#[cfg(test)]
mod tests {
    use std::cell::Cell;
    use std::rc::Rc;

    use super::*;
    use crate::{ClickEvent, ClickEventKind, DragOverride, NormalWidget, PointerId};

    fn button(id: &str) -> Widget {
        Widget::normal(id, NormalWidget::new(vec![ClickEvent::key("KEY_A")]))
    }

    #[test]
    fn test_widget_ids_unique_across_layers() {
        let mut layout = Layout::new();
        let a = layout.add_layer(Layer::new("a", "A")).unwrap();
        let b = layout.add_layer(Layer::new("b", "B")).unwrap();
        layout.add_widget(a, button("w1")).unwrap();
        assert_eq!(
            layout.add_widget(b, button("w1")),
            Err(LayoutError::DuplicateWidgetId("w1".into()))
        );
        assert_eq!(
            layout.add_layer(Layer::new("a", "again")),
            Err(LayoutError::DuplicateLayerId("a".into()))
        );
    }

    #[test]
    fn test_widgets_go_to_matching_list() {
        let mut layout = Layout::new();
        let l = layout.add_layer(Layer::new("main", "Main")).unwrap();
        let b = layout.add_widget(l, button("btn")).unwrap();
        let t = layout.add_widget(l, Widget::text("txt", "hi")).unwrap();
        let layer = layout.layer(l).unwrap();
        assert_eq!(layer.normal_widgets(), &[b]);
        assert_eq!(layer.text_widgets(), &[t]);

        let err = layout.push_widget(l, WidgetList::Normal, Widget::text("t2", "x"));
        assert!(matches!(err, Err(LayoutError::WrongWidgetList { list: "normal", .. })));
    }

    #[test]
    fn test_remove_keeps_index_consistent() {
        let mut layout = Layout::new();
        let l = layout.add_layer(Layer::new("main", "Main")).unwrap();
        let k = layout.add_widget(l, button("btn")).unwrap();
        layout.remove_widget(k).unwrap();
        assert_eq!(layout.find(&"btn".into()), None);
        assert!(layout.layer(l).unwrap().normal_widgets().is_empty());
        // id is free again
        layout.add_widget(l, button("btn")).unwrap();

        let (_, removed) = layout.remove_layer(l).unwrap();
        assert_eq!(removed.len(), 1);
        assert_eq!(layout.widget_count(), 0);
        assert_eq!(layout.find(&"btn".into()), None);
    }

    #[test]
    fn test_move_layer() {
        let mut layout = Layout::new();
        let a = layout.add_layer(Layer::new("a", "A")).unwrap();
        let b = layout.add_layer(Layer::new("b", "B")).unwrap();
        let c = layout.add_layer(Layer::new("c", "C")).unwrap();
        layout.move_layer(2, 0).unwrap();
        assert_eq!(layout.layer_keys(), &[c, a, b]);
        assert!(layout.move_layer(0, 3).is_err());
    }

    #[test]
    fn test_setters_bump_version_and_notify() {
        let mut layout = Layout::new();
        let seen = Rc::new(Cell::new(0u64));
        let sub = layout.on_change({
            let seen = seen.clone();
            move |v| seen.set(v)
        });
        let l = layout.add_layer(Layer::new("main", "Main")).unwrap();
        let k = layout.add_widget(l, button("btn")).unwrap();
        let before = layout.version();
        layout.set_position(k, PercentPosition::new(100, 200)).unwrap();
        assert_eq!(layout.version(), before + 1);
        assert_eq!(seen.get(), before + 1);

        layout.remove_on_change(sub);
        layout.set_layer_hidden(l, true).unwrap();
        assert_eq!(seen.get(), before + 1);
        assert!(layout.layer(l).unwrap().hide);
    }

    #[test]
    fn test_drag_preview_overrides_position() {
        let metrics = ScreenMetrics::new(1100.0, 600.0, 1.0);
        let mut layout = Layout::new();
        let l = layout.add_layer(Layer::new("main", "Main")).unwrap();
        let k = layout
            .add_widget(
                l,
                button("btn").sized(WidgetSize::Fixed {
                    width_dp: 100.0,
                    height_dp: 100.0,
                }),
            )
            .unwrap();
        assert_eq!(layout.resolved_offset(k, &metrics), Vec2::ZERO);

        layout
            .update_runtime(k, |rt| {
                rt.drag = Some(DragOverride {
                    raw_offset: Vec2::new(500.0, 250.0),
                    preview: PercentPosition::new(5000, 5000),
                })
            })
            .unwrap();
        assert_eq!(layout.resolved_offset(k, &metrics), Vec2::new(500.0, 250.0));
        assert_eq!(layout.widget(k).unwrap().position, PercentPosition::default());
    }

    #[test]
    fn test_unmeasured_wrap_is_empty() {
        let metrics = ScreenMetrics::default();
        let mut layout = Layout::new();
        let l = layout.add_layer(Layer::new("main", "Main")).unwrap();
        let k = layout
            .add_widget(l, Widget::text("t", "hi").sized(WidgetSize::Wrap))
            .unwrap();
        assert!(layout.widget_rect(k, &metrics).is_empty());
        layout.set_measured_size(k, Size::new(40.0, 20.0)).unwrap();
        assert_eq!(layout.resolved_size(k, &metrics), Size::new(40.0, 20.0));
    }

    #[test]
    fn test_document_round_trip_drops_runtime() {
        let mut layout = Layout::new();
        let l = layout.add_layer(Layer::new("main", "Main")).unwrap();
        let k = layout.add_widget(l, button("btn")).unwrap();
        layout.add_widget(l, Widget::text("txt", "hello")).unwrap();
        layout
            .update_runtime(k, |rt| rt.held_by = Some(PointerId(1)))
            .unwrap();

        let doc = layout.to_document();
        assert_eq!(doc.layers[0].normal[0].runtime, RuntimeState::default());

        let again = Layout::from_document(doc.clone()).unwrap();
        assert_eq!(again.to_document(), doc);
    }

    #[cfg(feature = "serde")]
    #[test]
    fn test_document_from_json() {
        let json = r#"{
            "layers": [{
                "id": "main",
                "name": "Main",
                "hide_when_gamepad": true,
                "normal": [{
                    "id": "jump",
                    "position": { "x": 9000, "y": 8000 },
                    "size": { "Fixed": { "width_dp": 60.0, "height_dp": 60.0 } },
                    "kind": { "Normal": {
                        "click_events": [{ "kind": "Key", "key": "SPACE" }],
                        "swipeable": true
                    } }
                }]
            }]
        }"#;
        let doc: LayoutDocument = serde_json::from_str(json).unwrap();
        let layout = Layout::from_document(doc).unwrap();
        let k = layout.find(&"jump".into()).unwrap();
        let w = layout.widget(k).unwrap();
        assert_eq!(w.position, PercentPosition::new(9000, 8000));
        assert!(w.as_normal().unwrap().swipeable);
        assert!(layout.layers().next().unwrap().1.hide_when_gamepad);
    }

    #[cfg(feature = "serde")]
    #[test]
    fn test_loaded_widgets_are_normalized() {
        let json = r#"{
            "layers": [{
                "id": "main",
                "name": "Main",
                "normal": [{
                    "id": "chat",
                    "position": { "x": 20000, "y": 65535 },
                    "kind": { "Normal": {
                        "click_events": [
                            { "kind": "SendText", "key": "" },
                            { "kind": "Key", "key": "T" },
                            { "kind": "SendText", "key": "/home" },
                            { "kind": "SendText", "key": "/spawn" }
                        ]
                    } }
                }]
            }]
        }"#;
        let doc: LayoutDocument = serde_json::from_str(json).unwrap();
        let layout = Layout::from_document(doc).unwrap();
        let w = layout.widget(layout.find(&"chat".into()).unwrap()).unwrap();

        let keys: Vec<&str> = w
            .as_normal()
            .unwrap()
            .click_events
            .iter()
            .map(|e| e.key.as_str())
            .collect();
        assert_eq!(keys, ["T", "/home"]);
        assert_eq!(w.position, PercentPosition::new(10000, 10000));

        let saved = serde_json::to_value(layout.to_document()).unwrap();
        assert_eq!(
            saved["layers"][0]["normal"][0]["position"],
            serde_json::json!({ "x": 10000, "y": 10000 })
        );
    }

    #[test]
    fn test_push_widget_filters_send_text() {
        // fields set directly, bypassing NormalWidget::new
        let normal = NormalWidget {
            click_events: vec![
                ClickEvent::new(ClickEventKind::SendText, "/a"),
                ClickEvent::new(ClickEventKind::SendText, "/b"),
            ],
            ..Default::default()
        };
        let mut layout = Layout::new();
        let l = layout.add_layer(Layer::new("main", "Main")).unwrap();
        let k = layout.add_widget(l, Widget::normal("say", normal)).unwrap();
        let events = &layout.widget(k).unwrap().as_normal().unwrap().click_events;
        assert_eq!(events, &[ClickEvent::new(ClickEventKind::SendText, "/a")]);
    }
}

------------------------

Work item: Every line of the listing that includes "Fixed" must be shown.

Task output:
                button("btn").sized(WidgetSize::Fixed {
                    "size": { "Fixed": { "width_dp": 60.0, "height_dp": 60.0 } },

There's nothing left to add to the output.